> Work request
Every line from the start of the records below to the line containing "pub async fn run(settings: &Arc<Settings>)" should be retyped exactly, that line included, and no others.

[Saved entries]
-.-.-
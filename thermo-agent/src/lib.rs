use std::sync::Arc;

use thermo_api::models::DeviceRegistration;
use tokio::sync::watch;
use tracing::{error, info};

use crate::configs::Settings;
use crate::errors::{AgentError, TransportError};
use crate::gpio::{Gpio, PinMode};
use crate::identity::DeviceIdentity;
use crate::sensor::{TemperatureSensor, W1TempSensor};
use crate::services::{CommandDispatcher, ReportingService};
use crate::transport::{DeviceHandle, MqttSession, Session};

pub mod configs;
pub mod errors;
pub mod gpio;
pub mod identity;
#[cfg(any(test, feature = "mock"))]
pub mod mock;
pub mod sensor;
pub mod services;
pub mod transport;

pub async fn run(settings: &Arc<Settings>) -> Result<(), AgentError> {
    let identity = DeviceIdentity::new(&settings.device.base_id, &settings.server.refresh_token);

    info!("Connecting to {}", settings.server.url);
    info!("DeviceId: {}", identity);

    let gpio = gpio::probe(&settings.gpio);
    let sensor = W1TempSensor::discover(&settings.sensor.devices_dir, &settings.sensor.family_prefix);
    let session = MqttSession::connect(&settings.server, &identity)?;

    let (shutdown_tx, shutdown_rx) = watch::channel(false);
    tokio::spawn(async move {
        match tokio::signal::ctrl_c().await {
            Ok(()) => {
                info!("Shutdown requested");
                let _ = shutdown_tx.send(true);
            }
            Err(e) => {
                error!("Unable to listen for shutdown signal: {}", e);
                // Dropping the sender would stop the agent.
                std::future::pending::<()>().await;
            }
        }
    });

    let result = serve(settings, &identity, &session, sensor, gpio, shutdown_rx).await;

    if let Err(e) = session.disconnect().await {
        error!("Failed to disconnect: {}", e);
    }

    result
}

/// Register the device, start reporting and handle commands until shutdown.
///
/// Returns an error when the reporting task fails or the session closes its command stream.
pub async fn serve<S, T>(
    settings: &Settings,
    identity: &DeviceIdentity,
    session: &S,
    sensor: T,
    gpio: Arc<dyn Gpio>,
    mut shutdown: watch::Receiver<bool>,
) -> Result<(), AgentError>
where
    S: Session,
    T: TemperatureSensor + 'static,
{
    let led_pin = settings.gpio.led_pin;
    gpio.setup(led_pin, PinMode::Output).await?;
    gpio.output(led_pin, 0).await?;

    let registration = DeviceRegistration {
        id: identity.to_string(),
        name: identity.to_string(),
        device_type: settings.device.device_type.clone(),
    };
    let device = Arc::new(session.register_device(&registration).await?);
    let mut commands = device.subscribe_insert_commands().await?;

    info!("Connected as {}", device.device_id());

    let reporting = ReportingService::new(settings, identity, sensor, Arc::clone(&device));
    let mut reporting_task = tokio::spawn(reporting.run(shutdown.clone()));

    let dispatcher = CommandDispatcher::new(gpio, led_pin);

    loop {
        if *shutdown.borrow() {
            break;
        }

        tokio::select! {
            command = commands.recv() => match command {
                Some(mut command) => dispatcher.handle(&mut command).await,
                None => {
                    reporting_task.abort();
                    return Err(TransportError::Closed.into());
                }
            },
            joined = &mut reporting_task => return finish(joined),
            changed = shutdown.changed() => {
                if changed.is_err() {
                    break;
                }
            }
        }
    }

    finish(reporting_task.await)
}

fn finish(
    joined: Result<Result<(), TransportError>, tokio::task::JoinError>,
) -> Result<(), AgentError> {
    Ok(joined??)
}

#[cfg(test)]
mod tests {
    use super::*;

    #[test]
    fn test_finish_maps_errors() {
        assert!(finish(Ok(Ok(()))).is_ok());
        assert!(matches!(
            finish(Ok(Err(TransportError::Closed))),
            Err(AgentError::Transport(TransportError::Closed))
        ));
    }
}
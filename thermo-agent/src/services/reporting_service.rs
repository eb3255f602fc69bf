use std::sync::Arc;
use std::time::Duration;

use thermo_api::models::{Coordinates, Notification, NotificationParameters};
use thermo_api::uuid::{FixedIdGenerator, IdGenerator, RandomUuidGenerator};
use tokio::sync::watch;
use tokio::time::{self, MissedTickBehavior};
use tracing::{debug, info};

use crate::configs::Settings;
use crate::errors::TransportError;
use crate::identity::DeviceIdentity;
use crate::sensor::TemperatureSensor;
use crate::transport::DeviceHandle;

/// Periodic sample-and-report task.
///
/// The first report goes out as soon as the task starts, then once per interval
/// until the shutdown signal fires or a send fails.
pub struct ReportingService<S, D> {
    sensor: S,
    device: Arc<D>,
    id_generator: Box<dyn IdGenerator>,
    coordinates: Coordinates,
    device_type: String,
    units: String,
    kind: String,
    interval: Duration,
}

impl<S, D> ReportingService<S, D>
where
    S: TemperatureSensor,
    D: DeviceHandle,
{
    pub fn new(settings: &Settings, identity: &DeviceIdentity, sensor: S, device: Arc<D>) -> Self {
        let id_generator: Box<dyn IdGenerator> = if settings.report.unique_notification_id {
            Box::new(RandomUuidGenerator)
        } else {
            Box::new(FixedIdGenerator::new(identity.as_str()))
        };

        Self {
            sensor,
            device,
            id_generator,
            coordinates: settings.device.coordinates,
            device_type: settings.device.device_type.clone(),
            units: settings.device.units.clone(),
            kind: settings.report.notification_kind.clone(),
            interval: settings.report.interval(),
        }
    }

    /// Take one reading and send it.
    pub async fn report(&mut self) -> Result<Notification, TransportError> {
        let reading = self.sensor.read().await;

        let notification = Notification {
            id: self.id_generator.generate(),
            coordinates: self.coordinates,
            parameters: NotificationParameters {
                device_type: self.device_type.clone(),
                value: reading.value,
                units: self.units.clone(),
            },
            timestamp: reading.taken_at,
        };

        self.device.send_notification(&self.kind, &notification).await?;

        debug!("Reported {} {}", reading.value, self.units);

        Ok(notification)
    }

    pub async fn run(mut self, mut shutdown: watch::Receiver<bool>) -> Result<(), TransportError> {
        let mut interval = time::interval(self.interval);
        interval.set_missed_tick_behavior(MissedTickBehavior::Delay);

        info!("Reporting every {:?}", self.interval);

        loop {
            if *shutdown.borrow() {
                break;
            }

            tokio::select! {
                _ = interval.tick() => {
                    self.report().await?;
                }
                changed = shutdown.changed() => {
                    if changed.is_err() {
                        break;
                    }
                }
            }
        }

        info!("Reporting stopped");

        Ok(())
    }
}
use alloc::string::{String, ToString};

#[cfg(feature = "std")]
use uuid::Uuid;

/// Source of the `id` field carried by each notification.
pub trait IdGenerator: Send + Sync {
    /// Produce the identifier for the next message
    fn generate(&self) -> String;
}

/// Fresh random identifier per message, so every notification is a distinct event.
#[cfg(feature = "std")]
#[derive(Debug, Clone, Default)]
pub struct RandomUuidGenerator;

#[cfg(feature = "std")]
impl IdGenerator for RandomUuidGenerator {
    fn generate(&self) -> String {
        Uuid::new_v4().to_string()
    }
}

/// Stable identifier, so all notifications belong to one logical stream.
#[derive(Debug, Clone)]
pub struct FixedIdGenerator {
    id: String,
}

impl FixedIdGenerator {
    pub fn new(id: impl Into<String>) -> Self {
        Self { id: id.into() }
    }
}

impl IdGenerator for FixedIdGenerator {
    fn generate(&self) -> String {
        self.id.to_string()
    }
}

#[cfg(test)]
mod tests {
    use super::*;

    #[test]
    fn test_generate_unique_uuids() {
        let generator = RandomUuidGenerator;

        let id1 = generator.generate();
        let id2 = generator.generate();

        assert_ne!(id1, id2, "Identifiers should be unique");
        assert!(Uuid::parse_str(&id1).is_ok());
    }

    #[test]
    fn test_fixed_id_is_stable() {
        let generator = FixedIdGenerator::new("raspi-thermo-deadbeef");

        assert_eq!(generator.generate(), "raspi-thermo-deadbeef");
        assert_eq!(generator.generate(), generator.generate());
    }
}
use std::sync::Arc;

use anyhow::Context;
use thermo_agent::configs::Settings;
use thermo_agent::run;

#[tokio::main]
async fn main() -> anyhow::Result<()> {
    let settings = Arc::new(Settings::new().context("Failed to load settings.")?);

    tracing_subscriber::fmt()
        .with_env_filter(tracing_subscriber::EnvFilter::try_from_default_env().unwrap_or_else(|_| {
            let app_name = env!("CARGO_PKG_NAME").replace('-', "_");
            let level = settings.logger.level.as_str();

            format!("{app_name}={level},rumqttc={level}").into()
        }))
        .init();

    run(&settings).await?;

    Ok(())
}
use std::sync::Arc;

use async_trait::async_trait;
use thermo_api::models::{CommandRecord, CommandUpdate, DeviceRegistration, Notification};
use tokio::sync::mpsc;

use crate::errors::TransportError;

mod mqtt;

pub use mqtt::*;

/// A connected session with the device management service.
#[async_trait]
pub trait Session: Send + Sync {
    type Device: DeviceHandle;

    /// Announce the device and obtain a handle for its traffic
    async fn register_device(
        &self,
        registration: &DeviceRegistration,
    ) -> Result<Self::Device, TransportError>;

    async fn disconnect(&self) -> Result<(), TransportError>;
}

#[async_trait]
pub trait DeviceHandle: Send + Sync + 'static {
    fn device_id(&self) -> &str;

    async fn send_notification(
        &self,
        kind: &str,
        notification: &Notification,
    ) -> Result<(), TransportError>;

    /// Stream of commands inserted for this device. Can only be taken once.
    async fn subscribe_insert_commands(
        &self,
    ) -> Result<mpsc::UnboundedReceiver<Command>, TransportError>;
}

/// Delivers command outcomes back to the service.
#[async_trait]
pub trait CommandAck: Send + Sync {
    async fn acknowledge(&self, update: &CommandUpdate) -> Result<(), TransportError>;
}

/// Inbound command; the handler sets `status` and calls [`Command::save`].
pub struct Command {
    record: CommandRecord,
    pub status: Option<String>,
    ack: Arc<dyn CommandAck>,
}

impl Command {
    pub fn new(record: CommandRecord, ack: Arc<dyn CommandAck>) -> Self {
        let status = record.status.clone();

        Self { record, status, ack }
    }

    pub fn id(&self) -> i64 {
        self.record.id
    }

    pub fn name(&self) -> &str {
        &self.record.command
    }

    pub fn parameters(&self) -> Option<&serde_json::Value> {
        self.record.parameters.as_ref()
    }

    /// Send the current status back to the service
    pub async fn save(&self) -> Result<(), TransportError> {
        let update = CommandUpdate {
            id: self.record.id,
            command: self.record.command.clone(),
            status: self.status.clone().unwrap_or_default(),
        };

        self.ack.acknowledge(&update).await
    }
}

impl std::fmt::Debug for Command {
    fn fmt(&self, f: &mut std::fmt::Formatter<'_>) -> std::fmt::Result {
        f.debug_struct("Command")
            .field("id", &self.record.id)
            .field("command", &self.record.command)
            .field("status", &self.status)
            .finish()
    }
}
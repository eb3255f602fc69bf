use std::env;
use std::fmt;
use std::path::PathBuf;
use std::time::Duration;

use config::{Config, ConfigError, Environment, File, FileFormat};
use serde::{Deserialize, Serialize};
use thermo_api::models::Coordinates;

use crate::configs::normalize_path;

const DEFAULT_SETTINGS: &str = include_str!(concat!(
    env!("CARGO_MANIFEST_DIR"),
    "/../",
    "configs/default.toml"
));

#[derive(Debug, Clone, Serialize, Deserialize)]
pub struct Logger {
    pub level: String,
}

#[derive(Clone, Serialize, Deserialize)]
pub struct Server {
    pub url: String,
    pub refresh_token: String,
    pub tls: Option<ServerTls>,
}

impl fmt::Debug for Server {
    fn fmt(&self, f: &mut fmt::Formatter<'_>) -> fmt::Result {
        f.debug_struct("Server")
            .field("url", &self.url)
            .field("refresh_token", &"<redacted>")
            .field("tls", &self.tls)
            .finish()
    }
}

#[derive(Debug, Clone, Serialize, Deserialize)]
pub struct ServerTls {
    pub cert_path: String,
    pub key_path: String,
}

#[derive(Debug, Clone, Serialize, Deserialize)]
pub struct Device {
    pub base_id: String,
    pub coordinates: Coordinates,
    pub device_type: String,
    pub units: String,
}

#[derive(Debug, Clone, Serialize, Deserialize)]
pub struct Report {
    pub interval_secs: u64,
    /// Send a fresh identifier with every notification instead of the device identity
    pub unique_notification_id: bool,
    pub notification_kind: String,
}

impl Report {
    pub fn interval(&self) -> Duration {
        Duration::from_secs(self.interval_secs)
    }
}

#[derive(Debug, Clone, Serialize, Deserialize)]
pub struct Sensor {
    pub devices_dir: PathBuf,
    pub family_prefix: String,
}

#[derive(Debug, Clone, Serialize, Deserialize)]
pub struct Gpio {
    pub led_pin: u32,
    pub sysfs_path: PathBuf,
    /// Skip the hardware probe and always use the logging stand-in
    pub simulate: bool,
}

#[derive(Debug, Clone, Serialize, Deserialize)]
pub struct Settings {
    pub logger: Logger,
    pub server: Server,
    pub device: Device,
    pub report: Report,
    pub sensor: Sensor,
    pub gpio: Gpio,
}

impl Settings {
    pub fn new() -> Result<Self, ConfigError> {
        Self::load(Self::environment())
    }

    /// Environment source mapping `THERMO_SECTION__KEY` onto `section.key`.
    pub fn environment() -> Environment {
        Environment::with_prefix("THERMO")
            .prefix_separator("_")
            .separator("__")
    }

    pub fn load(environment: Environment) -> Result<Self, ConfigError> {
        let run_mode = env::var("RUN_MODE").unwrap_or("development".into());

        let mut settings: Settings = Config::builder()
            .add_source(File::from_str(DEFAULT_SETTINGS, FileFormat::Toml))
            .add_source(File::with_name(&format!("configs/{run_mode}")).required(false))
            .add_source(environment)
            .build()?
            .try_deserialize()?;

        if settings.server.url.trim().is_empty() {
            return Err(ConfigError::Message("server.url must not be empty".into()));
        }

        if settings.server.refresh_token.is_empty() {
            return Err(ConfigError::Message("server.refresh_token must not be empty".into()));
        }

        if settings.report.interval_secs == 0 {
            return Err(ConfigError::Message("report.interval_secs must be greater than zero".into()));
        }

        if let Some(tls) = &settings.server.tls {
            let cert_path = normalize_path(&tls.cert_path)
                .map_err(|e| ConfigError::Message(e.to_string()))?
                .to_string_lossy()
                .to_string();
            let key_path = normalize_path(&tls.key_path)
                .map_err(|e| ConfigError::Message(e.to_string()))?
                .to_string_lossy()
                .to_string();

            settings.server.tls = Some(ServerTls { cert_path, key_path });
        }

        Ok(settings)
    }
}
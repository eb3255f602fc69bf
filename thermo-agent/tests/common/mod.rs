pub mod mock_app;
pub mod gpio;
pub mod transport;

pub use gpio::GpioError;
pub use transport::TransportError;

#[derive(Debug, thiserror::Error)]
pub enum AgentError {
    #[error(transparent)]
    Transport(#[from] TransportError),

    #[error(transparent)]
    Gpio(#[from] GpioError),

    #[error("Background task failed: {0}")]
    Task(#[from] tokio::task::JoinError),
}
use alloc::string::String;
use core::fmt;
use core::str::FromStr;

use serde::{Deserialize, Serialize};
use time::OffsetDateTime;

#[derive(Debug, Clone, Copy, PartialEq, Eq)]
pub enum CoordinatesError {
    /// Input is not of the form `lat,lng`.
    InvalidFormat,
    /// A component is not a finite number.
    InvalidNumber,
}

impl fmt::Display for CoordinatesError {
    fn fmt(&self, f: &mut fmt::Formatter<'_>) -> fmt::Result {
        match self {
            CoordinatesError::InvalidFormat => write!(f, "expected two comma-separated values"),
            CoordinatesError::InvalidNumber => write!(f, "coordinate is not a finite number"),
        }
    }
}

#[cfg(feature = "std")]
impl std::error::Error for CoordinatesError {}

#[derive(Debug, Clone, Copy, PartialEq, Serialize, Deserialize)]
#[serde(try_from = "CoordinatesRepr")]
pub struct Coordinates {
    /// Latitude in decimal degrees
    pub lat: f64,
    /// Longitude in decimal degrees
    pub lng: f64,
}

/// Accepts both the wire object and the `"lat,lng"` shorthand used in configuration.
#[derive(Deserialize)]
#[serde(untagged)]
enum CoordinatesRepr {
    Object { lat: f64, lng: f64 },
    Text(String),
}

impl TryFrom<CoordinatesRepr> for Coordinates {
    type Error = CoordinatesError;

    fn try_from(repr: CoordinatesRepr) -> Result<Self, Self::Error> {
        match repr {
            CoordinatesRepr::Object { lat, lng } if lat.is_finite() && lng.is_finite() => {
                Ok(Self { lat, lng })
            }
            CoordinatesRepr::Object { .. } => Err(CoordinatesError::InvalidNumber),
            CoordinatesRepr::Text(text) => text.parse(),
        }
    }
}

impl FromStr for Coordinates {
    type Err = CoordinatesError;

    fn from_str(s: &str) -> Result<Self, Self::Err> {
        let mut parts = s.split(',');
        let (Some(lat), Some(lng), None) = (parts.next(), parts.next(), parts.next()) else {
            return Err(CoordinatesError::InvalidFormat);
        };

        let parse = |value: &str| {
            value
                .trim()
                .parse::<f64>()
                .ok()
                .filter(|v| v.is_finite())
                .ok_or(CoordinatesError::InvalidNumber)
        };

        Ok(Self {
            lat: parse(lat)?,
            lng: parse(lng)?,
        })
    }
}

#[derive(Debug, Clone, PartialEq, Serialize, Deserialize)]
pub struct NotificationParameters {
    /// Device type label
    #[serde(rename = "type")]
    pub device_type: String,
    /// Measured value
    pub value: f64,
    /// Measurement unit label
    pub units: String,
}

/// Periodic measurement report sent by a device.
#[derive(Debug, Clone, PartialEq, Serialize, Deserialize)]
pub struct Notification {
    /// Device identity, or a unique per-message identifier
    pub id: String,
    /// Device location
    pub coordinates: Coordinates,
    /// Measurement data
    pub parameters: NotificationParameters,
    /// Instant the measurement was taken
    #[serde(with = "time::serde::rfc3339")]
    pub timestamp: OffsetDateTime,
}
-.-.-
> Response to this exercise
filename thermo-agent/src/lib.rs
use std::sync::Arc;

use thermo_api::models::DeviceRegistration;
use tokio::sync::watch;
use tracing::{error, info};

use crate::configs::Settings;
use crate::errors::{AgentError, TransportError};
use crate::gpio::{Gpio, PinMode};
use crate::identity::DeviceIdentity;
use crate::sensor::{TemperatureSensor, W1TempSensor};
use crate::services::{CommandDispatcher, ReportingService};
use crate::transport::{DeviceHandle, MqttSession, Session};

pub mod configs;
pub mod errors;
pub mod gpio;
pub mod identity;
#[cfg(any(test, feature = "mock"))]
pub mod mock;
pub mod sensor;
pub mod services;
pub mod transport;

pub async fn run(settings: &Arc<Settings>) -> Result<(), AgentError> {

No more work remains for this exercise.